Your task: Using the listing below, copy every line that mentions "impl".

[Records for the exercise — start]

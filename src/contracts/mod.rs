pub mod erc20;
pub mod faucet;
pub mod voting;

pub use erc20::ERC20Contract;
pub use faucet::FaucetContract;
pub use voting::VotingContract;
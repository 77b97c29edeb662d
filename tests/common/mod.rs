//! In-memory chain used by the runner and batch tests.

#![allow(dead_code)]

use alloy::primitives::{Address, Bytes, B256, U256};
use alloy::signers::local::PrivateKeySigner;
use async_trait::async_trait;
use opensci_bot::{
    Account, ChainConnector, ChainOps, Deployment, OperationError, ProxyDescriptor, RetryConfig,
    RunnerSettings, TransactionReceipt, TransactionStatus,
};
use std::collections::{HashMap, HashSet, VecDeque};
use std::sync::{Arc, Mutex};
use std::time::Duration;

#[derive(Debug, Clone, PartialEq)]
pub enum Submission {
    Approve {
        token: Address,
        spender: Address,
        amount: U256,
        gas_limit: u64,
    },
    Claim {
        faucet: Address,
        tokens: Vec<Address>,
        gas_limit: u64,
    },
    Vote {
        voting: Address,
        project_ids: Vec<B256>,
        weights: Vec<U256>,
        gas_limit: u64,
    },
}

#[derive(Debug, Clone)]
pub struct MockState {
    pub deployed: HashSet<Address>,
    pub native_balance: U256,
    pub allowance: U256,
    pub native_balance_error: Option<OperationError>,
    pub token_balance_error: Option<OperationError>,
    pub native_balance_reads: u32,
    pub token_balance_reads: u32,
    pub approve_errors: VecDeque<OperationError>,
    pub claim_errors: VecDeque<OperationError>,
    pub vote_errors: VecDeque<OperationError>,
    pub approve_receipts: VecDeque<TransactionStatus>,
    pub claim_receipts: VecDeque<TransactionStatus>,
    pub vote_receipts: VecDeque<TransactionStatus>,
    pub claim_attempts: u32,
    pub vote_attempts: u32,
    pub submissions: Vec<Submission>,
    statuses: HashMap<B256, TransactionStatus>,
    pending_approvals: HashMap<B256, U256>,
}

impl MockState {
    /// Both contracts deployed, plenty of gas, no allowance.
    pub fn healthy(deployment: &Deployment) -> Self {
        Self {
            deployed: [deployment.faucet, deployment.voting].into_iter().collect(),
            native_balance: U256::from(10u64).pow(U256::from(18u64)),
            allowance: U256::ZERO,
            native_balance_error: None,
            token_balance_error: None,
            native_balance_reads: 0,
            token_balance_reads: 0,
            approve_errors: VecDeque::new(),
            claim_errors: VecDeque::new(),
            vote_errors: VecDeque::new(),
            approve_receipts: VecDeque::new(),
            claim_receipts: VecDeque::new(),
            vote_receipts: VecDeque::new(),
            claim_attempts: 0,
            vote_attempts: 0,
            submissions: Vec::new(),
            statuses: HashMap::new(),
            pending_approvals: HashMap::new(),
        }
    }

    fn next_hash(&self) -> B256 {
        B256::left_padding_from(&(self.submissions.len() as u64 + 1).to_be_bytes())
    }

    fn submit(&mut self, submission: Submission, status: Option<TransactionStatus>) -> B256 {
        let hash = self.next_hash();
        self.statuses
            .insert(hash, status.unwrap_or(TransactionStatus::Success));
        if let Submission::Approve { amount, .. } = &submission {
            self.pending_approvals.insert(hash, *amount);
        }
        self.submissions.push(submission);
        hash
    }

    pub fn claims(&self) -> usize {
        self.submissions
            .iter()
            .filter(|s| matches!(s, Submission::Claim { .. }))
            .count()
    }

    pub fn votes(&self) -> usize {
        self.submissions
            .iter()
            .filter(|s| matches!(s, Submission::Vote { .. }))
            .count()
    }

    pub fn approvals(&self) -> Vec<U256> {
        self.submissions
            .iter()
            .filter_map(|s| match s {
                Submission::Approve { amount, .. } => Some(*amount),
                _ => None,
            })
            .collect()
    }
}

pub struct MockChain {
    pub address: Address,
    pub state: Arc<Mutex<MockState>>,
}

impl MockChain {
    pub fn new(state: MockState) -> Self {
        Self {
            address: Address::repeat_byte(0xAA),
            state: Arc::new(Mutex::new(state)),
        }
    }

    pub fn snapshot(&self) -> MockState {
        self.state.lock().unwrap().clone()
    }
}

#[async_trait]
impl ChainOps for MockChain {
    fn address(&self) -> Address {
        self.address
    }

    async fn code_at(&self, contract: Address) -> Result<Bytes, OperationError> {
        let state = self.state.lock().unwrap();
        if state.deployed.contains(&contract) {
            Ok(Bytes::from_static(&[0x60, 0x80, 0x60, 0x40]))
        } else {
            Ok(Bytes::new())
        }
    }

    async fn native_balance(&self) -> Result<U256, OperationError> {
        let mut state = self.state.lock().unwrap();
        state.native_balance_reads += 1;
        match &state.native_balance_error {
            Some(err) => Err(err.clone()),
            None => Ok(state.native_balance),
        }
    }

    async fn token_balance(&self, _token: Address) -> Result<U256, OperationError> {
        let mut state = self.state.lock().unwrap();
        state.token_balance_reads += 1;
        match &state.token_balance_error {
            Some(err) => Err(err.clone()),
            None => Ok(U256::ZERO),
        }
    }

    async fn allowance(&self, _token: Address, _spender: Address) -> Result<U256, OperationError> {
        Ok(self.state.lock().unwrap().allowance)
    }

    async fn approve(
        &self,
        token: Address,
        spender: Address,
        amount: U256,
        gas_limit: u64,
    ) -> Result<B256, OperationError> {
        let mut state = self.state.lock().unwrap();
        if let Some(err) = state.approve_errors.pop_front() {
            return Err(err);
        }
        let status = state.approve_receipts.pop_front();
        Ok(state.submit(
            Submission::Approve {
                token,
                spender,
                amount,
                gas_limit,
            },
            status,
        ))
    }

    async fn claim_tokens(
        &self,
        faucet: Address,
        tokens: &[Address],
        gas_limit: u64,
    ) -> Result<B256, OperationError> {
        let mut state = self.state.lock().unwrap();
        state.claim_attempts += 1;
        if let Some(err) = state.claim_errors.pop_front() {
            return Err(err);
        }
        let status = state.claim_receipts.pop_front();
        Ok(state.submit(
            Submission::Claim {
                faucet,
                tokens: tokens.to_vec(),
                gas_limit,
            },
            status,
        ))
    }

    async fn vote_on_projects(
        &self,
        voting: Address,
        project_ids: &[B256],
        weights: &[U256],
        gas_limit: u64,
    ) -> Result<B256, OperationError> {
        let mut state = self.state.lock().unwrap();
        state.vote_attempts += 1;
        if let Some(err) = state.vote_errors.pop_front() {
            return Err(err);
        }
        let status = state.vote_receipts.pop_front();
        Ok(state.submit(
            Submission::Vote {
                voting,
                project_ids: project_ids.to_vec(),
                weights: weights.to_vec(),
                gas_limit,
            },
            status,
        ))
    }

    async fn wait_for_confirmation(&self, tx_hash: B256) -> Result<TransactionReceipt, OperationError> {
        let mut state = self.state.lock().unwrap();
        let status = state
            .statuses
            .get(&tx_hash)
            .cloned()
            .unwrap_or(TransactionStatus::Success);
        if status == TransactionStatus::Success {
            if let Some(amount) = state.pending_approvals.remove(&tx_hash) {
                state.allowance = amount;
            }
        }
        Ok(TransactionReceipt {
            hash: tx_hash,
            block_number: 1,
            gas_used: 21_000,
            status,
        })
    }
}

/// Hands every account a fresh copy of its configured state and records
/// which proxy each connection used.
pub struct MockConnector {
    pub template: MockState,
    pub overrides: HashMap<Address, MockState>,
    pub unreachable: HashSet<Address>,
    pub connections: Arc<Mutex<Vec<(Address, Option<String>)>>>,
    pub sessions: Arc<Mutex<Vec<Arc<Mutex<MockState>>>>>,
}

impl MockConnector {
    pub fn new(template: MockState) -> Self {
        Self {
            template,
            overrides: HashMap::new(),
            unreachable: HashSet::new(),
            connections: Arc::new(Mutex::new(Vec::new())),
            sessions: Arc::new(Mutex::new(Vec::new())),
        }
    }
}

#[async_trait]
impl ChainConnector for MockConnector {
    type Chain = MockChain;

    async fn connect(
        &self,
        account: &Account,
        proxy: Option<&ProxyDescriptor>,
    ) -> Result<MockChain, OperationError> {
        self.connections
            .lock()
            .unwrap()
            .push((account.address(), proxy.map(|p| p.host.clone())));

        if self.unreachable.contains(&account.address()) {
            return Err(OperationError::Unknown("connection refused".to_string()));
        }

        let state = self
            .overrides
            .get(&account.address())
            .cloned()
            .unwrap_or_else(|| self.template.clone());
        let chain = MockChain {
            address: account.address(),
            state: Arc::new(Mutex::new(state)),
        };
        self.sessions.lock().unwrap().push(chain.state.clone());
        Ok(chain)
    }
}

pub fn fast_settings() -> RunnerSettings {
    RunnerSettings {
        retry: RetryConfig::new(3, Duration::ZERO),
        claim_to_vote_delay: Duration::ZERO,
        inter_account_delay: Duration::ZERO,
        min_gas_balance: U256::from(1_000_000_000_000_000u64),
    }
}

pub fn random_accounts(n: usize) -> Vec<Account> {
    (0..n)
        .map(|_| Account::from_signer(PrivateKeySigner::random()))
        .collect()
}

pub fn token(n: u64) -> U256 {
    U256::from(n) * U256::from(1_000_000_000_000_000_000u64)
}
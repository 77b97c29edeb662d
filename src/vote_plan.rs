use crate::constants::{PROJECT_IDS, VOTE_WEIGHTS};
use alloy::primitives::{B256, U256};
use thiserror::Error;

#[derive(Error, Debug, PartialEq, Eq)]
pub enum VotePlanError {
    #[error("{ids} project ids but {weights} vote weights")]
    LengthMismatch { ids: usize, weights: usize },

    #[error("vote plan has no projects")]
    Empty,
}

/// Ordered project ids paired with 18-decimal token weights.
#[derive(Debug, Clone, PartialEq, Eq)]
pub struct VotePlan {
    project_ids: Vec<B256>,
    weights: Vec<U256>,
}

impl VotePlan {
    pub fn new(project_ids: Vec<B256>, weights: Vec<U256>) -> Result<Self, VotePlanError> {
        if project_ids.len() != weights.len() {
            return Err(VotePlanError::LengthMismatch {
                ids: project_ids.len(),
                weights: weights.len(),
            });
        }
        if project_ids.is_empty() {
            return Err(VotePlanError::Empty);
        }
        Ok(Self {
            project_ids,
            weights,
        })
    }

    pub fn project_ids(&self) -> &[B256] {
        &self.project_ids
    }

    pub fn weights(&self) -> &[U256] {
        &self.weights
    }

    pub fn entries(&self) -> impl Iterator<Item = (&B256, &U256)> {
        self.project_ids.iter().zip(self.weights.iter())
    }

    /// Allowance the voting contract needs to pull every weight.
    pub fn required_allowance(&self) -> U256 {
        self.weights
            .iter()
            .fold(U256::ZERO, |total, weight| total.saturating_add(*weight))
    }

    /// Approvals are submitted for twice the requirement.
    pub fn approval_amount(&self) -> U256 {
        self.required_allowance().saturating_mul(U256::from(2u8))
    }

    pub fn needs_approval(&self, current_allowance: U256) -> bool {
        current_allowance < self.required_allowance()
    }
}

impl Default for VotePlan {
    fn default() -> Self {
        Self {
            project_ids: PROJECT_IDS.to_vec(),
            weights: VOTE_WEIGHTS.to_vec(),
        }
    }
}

[Records for the exercise — finish]

Answer to this task:
impl MockState {
impl MockChain {
impl ChainOps for MockChain {
impl MockConnector {
impl ChainConnector for MockConnector {
impl VotePlan {
    pub fn entries(&self) -> impl Iterator<Item = (&B256, &U256)> {
impl Default for VotePlan {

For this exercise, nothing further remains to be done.